On Thu, May 24, 2018 at 9:33 AM Robert Vanden Eynde <robertve92 at gmail.com>
wrote:

> It was a long time ago I couldn't easily find the post but that's alright,
> you refreshed the idea :)
>
> Let's see what others think of for x =
>
> I also remembered some languages (like lua) use for x = range (5)

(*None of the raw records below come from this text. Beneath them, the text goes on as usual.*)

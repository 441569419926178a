//! Connected sessions and the session-to-session remote channel.
//!
//! Each connected user owns a session entry holding its registered
//! remote-method handlers. An `invoke` runs the target's handler on a
//! spawned task and awaits the reply through a oneshot channel, so a
//! caller observes exactly one of: a reply, a timeout, or a closed
//! channel when the target session goes away mid-call.

use std::collections::HashMap;
use std::sync::{Arc, RwLock};
use std::time::Duration;

use async_trait::async_trait;
use fp_api::{HostError, HostResult, RemoteChannel, RemoteHandler, UserId};
use serde_json::Value;
use tokio::sync::oneshot;
use tokio::task::JoinHandle;

use crate::events::{EventLog, SandboxEvent};
use crate::relock;

#[derive(Default)]
struct SessionEntry {
    handlers: HashMap<String, RemoteHandler>,
    calls: Vec<JoinHandle<()>>,
}

/// Registry of connected sessions.
#[derive(Default)]
pub(crate) struct SessionRegistry {
    sessions: RwLock<HashMap<UserId, SessionEntry>>,
}

impl SessionRegistry {
    pub(crate) fn connect(&self, user: UserId) {
        relock(self.sessions.write()).entry(user).or_default();
    }

    pub(crate) fn disconnect(&self, user: UserId) {
        if let Some(entry) = relock(self.sessions.write()).remove(&user) {
            for call in entry.calls {
                call.abort();
            }
        }
    }

    pub(crate) fn is_connected(&self, user: UserId) -> bool {
        relock(self.sessions.read()).contains_key(&user)
    }

    fn register(&self, user: UserId, method: &str, handler: RemoteHandler) {
        relock(self.sessions.write())
            .entry(user)
            .or_default()
            .handlers
            .insert(method.to_string(), handler);
    }

    fn handler(&self, user: UserId, method: &str) -> HostResult<RemoteHandler> {
        let sessions = relock(self.sessions.read());
        let entry = sessions
            .get(&user)
            .ok_or(HostError::SessionOffline(user))?;
        entry
            .handlers
            .get(method)
            .cloned()
            .ok_or_else(|| HostError::UnknownMethod(method.to_string()))
    }

    fn track(&self, user: UserId, call: JoinHandle<()>) {
        if let Some(entry) = relock(self.sessions.write()).get_mut(&user) {
            entry.calls.push(call);
        } else {
            // Target disconnected between dispatch and tracking.
            call.abort();
        }
    }
}

/// Remote channel view for one session.
pub struct SandboxRemote {
    user: UserId,
    registry: Arc<SessionRegistry>,
    events: Arc<EventLog>,
}

impl SandboxRemote {
    pub(crate) fn new(user: UserId, registry: Arc<SessionRegistry>, events: Arc<EventLog>) -> Self {
        Self {
            user,
            registry,
            events,
        }
    }
}

#[async_trait]
impl RemoteChannel for SandboxRemote {
    fn register(&self, method: &str, handler: RemoteHandler) {
        tracing::debug!(user = %self.user, method, "remote handler registered");
        self.registry.register(self.user, method, handler);
    }

    async fn invoke(
        &self,
        target: UserId,
        method: &str,
        payload: Value,
        timeout: Duration,
    ) -> HostResult<Value> {
        let handler = self.registry.handler(target, method)?;
        tracing::debug!(from = %self.user, to = %target, method, "remote call");
        self.events.push(SandboxEvent::RemoteInvoked {
            from: self.user,
            to: target,
            method: method.to_string(),
        });

        let (tx, rx) = oneshot::channel();
        let call = tokio::spawn(async move {
            let _ = tx.send(handler(payload).await);
        });
        self.registry.track(target, call);

        match tokio::time::timeout(timeout, rx).await {
            Err(_) => Err(HostError::Timeout(timeout)),
            Ok(Err(_)) => Err(HostError::ChannelClosed),
            Ok(Ok(reply)) => reply.map_err(|e| HostError::Remote(e.to_string())),
        }
    }
}

#[cfg(test)]
mod tests {
    use super::*;
    use fp_api::RemoteFuture;
    use serde_json::json;

    fn remote_for(user: UserId, registry: &Arc<SessionRegistry>) -> SandboxRemote {
        SandboxRemote::new(user, Arc::clone(registry), Arc::new(EventLog::new()))
    }

    fn echo_handler() -> RemoteHandler {
        Arc::new(|payload: Value| -> RemoteFuture {
            Box::pin(async move { Ok(json!({ "echo": payload })) })
        })
    }

    fn silent_handler() -> RemoteHandler {
        Arc::new(|_payload: Value| -> RemoteFuture {
            Box::pin(std::future::pending::<HostResult<Value>>())
        })
    }

    #[tokio::test]
    async fn invoke_offline_target_fails() {
        let registry = Arc::new(SessionRegistry::default());
        let caller = remote_for(UserId::new(), &registry);
        let err = caller
            .invoke(UserId::new(), "m", json!(null), Duration::from_secs(1))
            .await
            .unwrap_err();
        assert!(matches!(err, HostError::SessionOffline(_)));
    }

    #[tokio::test]
    async fn invoke_unknown_method_fails() {
        let registry = Arc::new(SessionRegistry::default());
        let target = UserId::new();
        registry.connect(target);
        let caller = remote_for(UserId::new(), &registry);
        let err = caller
            .invoke(target, "nope", json!(null), Duration::from_secs(1))
            .await
            .unwrap_err();
        assert!(matches!(err, HostError::UnknownMethod(_)));
    }

    #[tokio::test]
    async fn invoke_round_trips_through_handler() {
        let registry = Arc::new(SessionRegistry::default());
        let target = UserId::new();
        registry.connect(target);
        remote_for(target, &registry).register("echo", echo_handler());

        let caller = remote_for(UserId::new(), &registry);
        let reply = caller
            .invoke(target, "echo", json!(7), Duration::from_secs(1))
            .await
            .unwrap();
        assert_eq!(reply, json!({ "echo": 7 }));
    }

    #[tokio::test(start_paused = true)]
    async fn invoke_times_out_when_handler_never_replies() {
        let registry = Arc::new(SessionRegistry::default());
        let target = UserId::new();
        registry.connect(target);
        remote_for(target, &registry).register("stall", silent_handler());

        let caller = remote_for(UserId::new(), &registry);
        let err = caller
            .invoke(target, "stall", json!(null), Duration::from_secs(30))
            .await
            .unwrap_err();
        assert!(matches!(err, HostError::Timeout(_)));
    }

    #[tokio::test(start_paused = true)]
    async fn disconnect_mid_call_closes_the_channel() {
        let registry = Arc::new(SessionRegistry::default());
        let target = UserId::new();
        registry.connect(target);
        remote_for(target, &registry).register("stall", silent_handler());

        let caller = remote_for(UserId::new(), &registry);
        let call = tokio::spawn(async move {
            caller
                .invoke(target, "stall", json!(null), Duration::from_secs(3600))
                .await
        });
        // Let the call reach its await before pulling the session.
        tokio::task::yield_now().await;
        tokio::task::yield_now().await;
        registry.disconnect(target);

        let err = call.await.unwrap().unwrap_err();
        assert!(matches!(err, HostError::ChannelClosed));
    }

    #[tokio::test]
    async fn handler_errors_surface_as_remote_failures() {
        let registry = Arc::new(SessionRegistry::default());
        let target = UserId::new();
        registry.connect(target);
        let failing: RemoteHandler = Arc::new(|_| -> RemoteFuture {
            Box::pin(async { Err(HostError::PermissionDenied("no".into())) })
        });
        remote_for(target, &registry).register("fail", failing);

        let caller = remote_for(UserId::new(), &registry);
        let err = caller
            .invoke(target, "fail", json!(null), Duration::from_secs(1))
            .await
            .unwrap_err();
        assert!(matches!(err, HostError::Remote(_)));
    }
}
//! Actor documents, ownership levels, and flag access.
//!
//! Actors are the host's character records. Modules never store state of
//! their own; everything they persist lives in an actor's flag map under
//! a namespaced dotted key (`"my-module.some-key"`).

use std::collections::HashMap;
use std::fmt;

use serde::{Deserialize, Serialize};
use serde_json::Value;

use crate::id::{ActorId, UserId};

/// How much access a user has to an actor document, lowest to highest.
///
/// The variant order is meaningful: levels compare with `>=` when a
/// module checks for "owner or better".
#[derive(Debug, Clone, Copy, PartialEq, Eq, PartialOrd, Ord, Hash, Serialize, Deserialize)]
#[serde(rename_all = "snake_case")]
pub enum OwnershipLevel {
    /// No access at all.
    None,
    /// May see the actor exists, nothing more.
    Limited,
    /// May view the sheet but not change it.
    Observer,
    /// Full control of the actor.
    Owner,
}

/// The kind of an actor document.
#[derive(Debug, Clone, PartialEq, Eq, Hash, Serialize, Deserialize)]
#[serde(rename_all = "snake_case")]
pub enum ActorKind {
    /// A player character.
    Character,
    /// A GM-controlled non-player character.
    Npc,
    /// A host- or system-defined kind not covered above.
    Custom(String),
}

impl fmt::Display for ActorKind {
    fn fmt(&self, f: &mut fmt::Formatter<'_>) -> fmt::Result {
        match self {
            Self::Character => write!(f, "character"),
            Self::Npc => write!(f, "npc"),
            Self::Custom(s) => write!(f, "{s}"),
        }
    }
}

/// An actor document: a named record with module flags and per-user
/// ownership.
#[derive(Debug, Clone, Serialize, Deserialize)]
pub struct Actor {
    /// Unique identifier.
    pub id: ActorId,
    /// Display name.
    pub name: String,
    /// Document kind; modules usually only touch [`ActorKind::Character`].
    pub kind: ActorKind,
    /// Module-namespaced persisted values, keyed `"namespace.key"`.
    pub flags: HashMap<String, Value>,
    /// Access level per user. Users absent from the map have
    /// [`OwnershipLevel::None`].
    pub ownership: HashMap<UserId, OwnershipLevel>,
}

impl Actor {
    /// Create a new actor with no flags and no ownership entries.
    pub fn new(name: impl Into<String>, kind: ActorKind) -> Self {
        Self {
            id: ActorId::new(),
            name: name.into(),
            kind,
            flags: HashMap::new(),
            ownership: HashMap::new(),
        }
    }

    /// Grant a user an ownership level (builder style).
    pub fn with_owner(mut self, user: UserId, level: OwnershipLevel) -> Self {
        self.ownership.insert(user, level);
        self
    }

    /// Set a namespaced flag (builder style).
    pub fn with_flag(mut self, namespace: &str, key: &str, value: Value) -> Self {
        self.flags.insert(format!("{namespace}.{key}"), value);
        self
    }

    /// Read a namespaced flag, if present.
    pub fn flag(&self, namespace: &str, key: &str) -> Option<&Value> {
        self.flags.get(&format!("{namespace}.{key}"))
    }

    /// The access level a user has on this actor.
    pub fn ownership_level(&self, user: UserId) -> OwnershipLevel {
        self.ownership
            .get(&user)
            .copied()
            .unwrap_or(OwnershipLevel::None)
    }

    /// Users holding at least the given access level.
    pub fn users_at_least(&self, level: OwnershipLevel) -> Vec<UserId> {
        self.ownership
            .iter()
            .filter(|(_, l)| **l >= level)
            .map(|(u, _)| *u)
            .collect()
    }
}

> interchangeably with for x in range (5) and guido said it will never make
> such a thing, for .. in being the iteration.
>
> Le jeu. 24 mai 2018 à 18:22, Alexander Belopolsky <
> alexander.belopolsky at gmail.com> a écrit :
>
>>
>>
>> On Thu, May 24, 2018 at 12:04 PM Robert Vanden Eynde <
>> robertve92 at gmail.com> wrote:
>>
>> > This idea was mentioned (by me) at a time yes, but wasn't written in
>> the document.
>>
>> Can you point me to a specific post?  There were so may that I must have
>> missed that one.
>>
>> > I think one of the thing was that it would make the grammar non LL1
>> because when seeing the token "for" in a list comprehension it wouldn't
>> know in advance if it's the loop or the assignment.
>>
>> I don't see how that can be a problem.  From the grammar point of view,
>> "for" in "for var = <expr>" may still be seen as introducing a "loop", but
>> when "=" is seen in place of "in", the compiler will resize that the "loop"
>> is one a single value and emit efficient code for it.  At the AST level,
>>   "for var = <expr>"  will look exactly the same as  "for var in <expr>"
>> only with an "=" instead of "in".
>>
>> > And also, it might confuse people because 'for' is for iteration.
>>
>> I think I addressed this in my previous post.  Yes, for people with a
>> C/C++ background, "for" may be too strongly associated with loops, but in
>> mathematical sense, it seems clear that "for var in a set" means iteration
>> over a set, while "for var = expression" means binding to a single value.